#### Source records
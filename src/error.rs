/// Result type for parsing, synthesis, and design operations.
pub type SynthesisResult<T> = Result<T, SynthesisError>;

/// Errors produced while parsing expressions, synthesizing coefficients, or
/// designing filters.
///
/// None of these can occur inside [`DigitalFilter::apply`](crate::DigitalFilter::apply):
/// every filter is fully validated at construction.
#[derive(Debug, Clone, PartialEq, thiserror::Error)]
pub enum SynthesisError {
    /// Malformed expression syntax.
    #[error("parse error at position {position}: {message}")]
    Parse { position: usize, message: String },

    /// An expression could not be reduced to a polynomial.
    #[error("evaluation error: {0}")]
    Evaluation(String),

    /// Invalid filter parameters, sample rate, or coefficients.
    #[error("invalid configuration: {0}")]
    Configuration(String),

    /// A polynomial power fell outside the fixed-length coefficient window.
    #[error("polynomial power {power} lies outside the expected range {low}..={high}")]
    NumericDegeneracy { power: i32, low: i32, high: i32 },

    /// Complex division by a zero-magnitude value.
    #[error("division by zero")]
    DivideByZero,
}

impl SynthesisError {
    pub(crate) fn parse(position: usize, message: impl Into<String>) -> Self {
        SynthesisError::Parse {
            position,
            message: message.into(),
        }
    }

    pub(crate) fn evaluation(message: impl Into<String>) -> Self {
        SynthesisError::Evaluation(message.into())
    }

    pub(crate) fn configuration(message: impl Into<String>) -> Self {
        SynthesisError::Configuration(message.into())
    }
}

#### About this exercise
Would you output every record above exactly as it stands?

#### Solution to this problem
filename src/error.rs
/// Result type for parsing, synthesis, and design operations.
pub type SynthesisResult<T> = Result<T, SynthesisError>;

/// Errors produced while parsing expressions, synthesizing coefficients, or
/// designing filters.
///
/// None of these can occur inside [`DigitalFilter::apply`](crate::DigitalFilter::apply):
/// every filter is fully validated at construction.
#[derive(Debug, Clone, PartialEq, thiserror::Error)]
pub enum SynthesisError {
    /// Malformed expression syntax.
    #[error("parse error at position {position}: {message}")]
    Parse { position: usize, message: String },

    /// An expression could not be reduced to a polynomial.
    #[error("evaluation error: {0}")]
    Evaluation(String),

    /// Invalid filter parameters, sample rate, or coefficients.
    #[error("invalid configuration: {0}")]
    Configuration(String),

    /// A polynomial power fell outside the fixed-length coefficient window.
    #[error("polynomial power {power} lies outside the expected range {low}..={high}")]
    NumericDegeneracy { power: i32, low: i32, high: i32 },

    /// Complex division by a zero-magnitude value.
    #[error("division by zero")]
    DivideByZero,
}

impl SynthesisError {
    pub(crate) fn parse(position: usize, message: impl Into<String>) -> Self {
        SynthesisError::Parse {
            position,
            message: message.into(),
        }
    }

    pub(crate) fn evaluation(message: impl Into<String>) -> Self {
        SynthesisError::Evaluation(message.into())
    }

    pub(crate) fn configuration(message: impl Into<String>) -> Self {
        SynthesisError::Configuration(message.into())
    }
}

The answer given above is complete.